|From:||Daniel Gustafsson <daniel(at)yesql(dot)se>|
|To:||Andres Freund <andres(at)anarazel(dot)de>|
|Cc:||Onder Kalaci <onder(at)citusdata(dot)com>, PostgreSQL mailing lists <pgsql-hackers(at)postgresql(dot)org>|
|Subject:||Re: [HACKERS] Optional message to user when terminating/cancelling backend|
|Views:||Raw Message | Whole Thread | Download mbox|
> On 13 Jun 2018, at 21:16, Andres Freund <andres(at)anarazel(dot)de> wrote:
Thanks for the review!
> I'm not sure I really like the appending bit. There's a security
> argument to be made about doing so, but from a user POV that mostly
> seems restrictive. I wonder if that aspect would be better handled by
> adding an error context that contains information about which process
> did the cancellation (or DETAIL?)?
That doesn’t sound like a bad idea at all, I took a stab at that in the
attached patch to see what it would look like. Is that along the lines of what
you had in mind?
It does however make testing harder as the .out file can’t have the matching
pid (commented out the test in the attached hoping that there is a way to test
it that I fail to see).
>> + * Structure for registering a feedback payload to be sent to a cancelled, or
>> + * terminated backend. Each backend is registered per pid in the array which is
>> + * indexed by Backend ID. Reading and writing the message is protected by a
>> + * per-slot spinlock.
>> + */
>> +typedef struct
>> + pid_t pid;
> This is the pid of the receiving process? If so, why do we need this in
> here? That's just duplicated data, no?
Correct, we need that for finding the right slot in backend_feedback() unless
I’m missing something?
>> + slock_t mutex;
>> + char message[MAX_CANCEL_MSG];
>> + int len;
>> + int sqlerrcode;
> I'd vote for including the pid of the process that did the cancelling in
Did that for the above discussed log message change.
>> [ .. ]
> Why isn't this just one function? Given that you already have a PG_NARGS
> check, I don't quite see the point?
I was trying to retain STRICT on pg_cancel_backend(int4) for no food reason,
and I’m not entirely sure what the reason was anymore. Fixed in the attached
>> [ .. ]
> I'm not quite seeing the point of these variants. What advantage are
> they over just doing the same on the caller level?
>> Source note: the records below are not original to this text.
//! Clock trait driving the drill's periodic tick.

use async_trait::async_trait;
use std::time::Duration;

/// The central interface for time in a drill.
///
/// This trait abstracts the host's interval facility so that the same
/// session loop runs under a real clock (tokio) and under a virtual
/// clock in the deterministic harness.
///
/// # Implementations
///
/// - **Production**: `TokioClock` - wraps `tokio::time`
/// - **Simulation**: `SimClock` (in `medic_sim`) - manually advanced
#[async_trait]
pub trait DrillClock: Send + Sync + 'static {
    /// Returns the monotonic time since the clock was created.
    ///
    /// In simulation, this is the virtual clock time.
    fn now(&self) -> Duration;

    /// Suspends execution for the given duration.
    ///
    /// In production: wraps `tokio::time::sleep`
    /// In simulation: advances the virtual clock and returns immediately
    async fn sleep(&self, duration: Duration);

    /// Returns the clock's seed (for logging/debugging).
    ///
    /// Production clocks are not seeded and return 0.
    fn seed(&self) -> u64;
}
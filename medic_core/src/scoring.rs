//! Scoring Engine
//! ==============
//!
//! Terminal computation run exactly once, at the completion transition:
//!
//! ```text
//! total_time  = budget - final_decision_clock + penalty_secs
//! base_score  = 100 * completed / total
//! final_score = clamp(base_score - penalty_secs, 0, 100)
//! passed      = errors <= max_errors AND total_time <= budget + grace
//! ```
//!
//! Completion is only reachable by answering every point correctly, so
//! `base_score` is always 100 at the call site and the time penalty is the
//! only differentiator. That is kept as observed behavior.
//!
//! `total_time` reads only the clock left on the last decision point. Every
//! point restarts the clock, so time spent on earlier points does not
//! count; with default rules the time clause can only fail once penalty
//! seconds exceed the grace. This is also kept as observed behavior.

use crate::config::TrainerConfig;
use crate::trainer::Run;
use serde::{Deserialize, Serialize};

/// Row of the feedback decision table.
#[derive(Debug, Clone, Copy, PartialEq, Eq, Serialize, Deserialize)]
#[serde(rename_all = "snake_case")]
pub enum Verdict {
    /// Passed with zero errors
    Commendation,
    /// Passed with at most one error
    MinorErrors,
    /// Passed otherwise
    Acceptable,
    /// Failed with more than three errors
    Retrain,
    /// Failed otherwise
    BelowStandard,
}

impl Verdict {
    /// Selects the row for `(passed, errors)`.
    pub fn classify(passed: bool, errors: u32) -> Self {
        match (passed, errors) {
            (true, 0) => Verdict::Commendation,
            (true, 1) => Verdict::MinorErrors,
            (true, _) => Verdict::Acceptable,
            (false, e) if e > 3 => Verdict::Retrain,
            (false, _) => Verdict::BelowStandard,
        }
    }

    /// Returns the feedback text shown on the result screen.
    pub fn feedback(&self) -> &'static str {
        match self {
            Verdict::Commendation => {
                "Excellent work. All critical actions completed without error."
            }
            Verdict::MinorErrors => "Good performance with minor errors. Review the feedback.",
            Verdict::Acceptable => "Acceptable performance. Focus on reducing errors.",
            Verdict::Retrain => {
                "Multiple critical errors. Review the protocol and retrain before the next attempt."
            }
            Verdict::BelowStandard => "Below standard. Practice this scenario again.",
        }
    }
}

/// Terminal snapshot of a completed run. Never mutated after creation.
#[derive(Debug, Clone, PartialEq, Eq, Serialize, Deserialize)]
pub struct RunResult {
    /// Final score in [0, 100]
    pub score: u32,

    /// Decision points completed
    pub completed: usize,

    /// Decision points in the scenario
    pub total: usize,

    /// Wrong choices plus timeouts
    pub errors: u32,

    /// Budget minus the final decision clock, plus penalty seconds
    pub total_time_secs: u32,

    /// Penalty seconds accumulated from wrong choices
    pub penalty_secs: u32,

    pub passed: bool,

    pub verdict: Verdict,

    pub feedback: String,
}

/// Computes the result for a run that has just answered its last point.
///
/// Only the completion transition in the trainer calls this; everybody
/// else reads the stored result through `Trainer::result`.
pub(crate) fn score(run: &Run, completed: usize, config: &TrainerConfig) -> RunResult {
    let total = run.scenario().len();
    let penalty_secs = run.penalty_secs();
    let errors = run.errors();

    let budget = run.scenario().time_budget_secs;
    let total_time_secs = budget
        .saturating_sub(run.decision_remaining_secs())
        .saturating_add(penalty_secs);

    let base_score = if total > 0 {
        (100 * completed / total) as i64
    } else {
        0
    };
    let score = (base_score - penalty_secs as i64).clamp(0, 100) as u32;

    let time_allowed = budget.saturating_add(config.pass_time_grace_secs);
    let passed = errors <= config.pass_max_errors && total_time_secs <= time_allowed;

    let verdict = Verdict::classify(passed, errors);

    RunResult {
        score,
        completed,
        total,
        errors,
        total_time_secs,
        penalty_secs,
        passed,
        verdict,
        feedback: verdict.feedback().to_string(),
    }
}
It seemed a cleaner API to provide these for when the caller just want to
provide messaging (which is where I started this a long time ago). I’m not wed
to the idea at all though, they are clearly just for convenience.
>> + MemSet(slot->message, '\0', sizeof(slot->message));
>> + memcpy(slot->message, message, len);
> This seems unnecessarily expensive.
My goal was to safeguard against the risk of fragments from an undelivered
message being delivered to another backend, which might be overly cautious.
Using strlcpy() instead to guarantee termination is perhaps enough?
>> + slot->len = len;
>> + slot->sqlerrcode = sqlerrcode;
>> + SpinLockRelease(&slot->mutex);
>> + if (len != strlen(message))
>> + ereport(NOTICE,
>> + (errmsg("message is too long and has been truncated")));
>> + return 0;
>> + }
>> + }
> So we made cancellation a O(N) proposition :/. Probably not too bad, but
When setting a message to be passed to the backend yes, with an upper bound of
>> [ .. ]
> So we now do log spam if processes exit in the wrong moment?
Yeah, that was rather pointless. Removed in the attached version.
> I'm somewhat uncomfortable with acquiring a mutex in an error path. We
> used to prcoess at least some interrupts in signal handlers in some
> cases - I think I removed all of them, but if not, we'd be in deep
> trouble here. Wonder if we shouldn't try to get around needing that…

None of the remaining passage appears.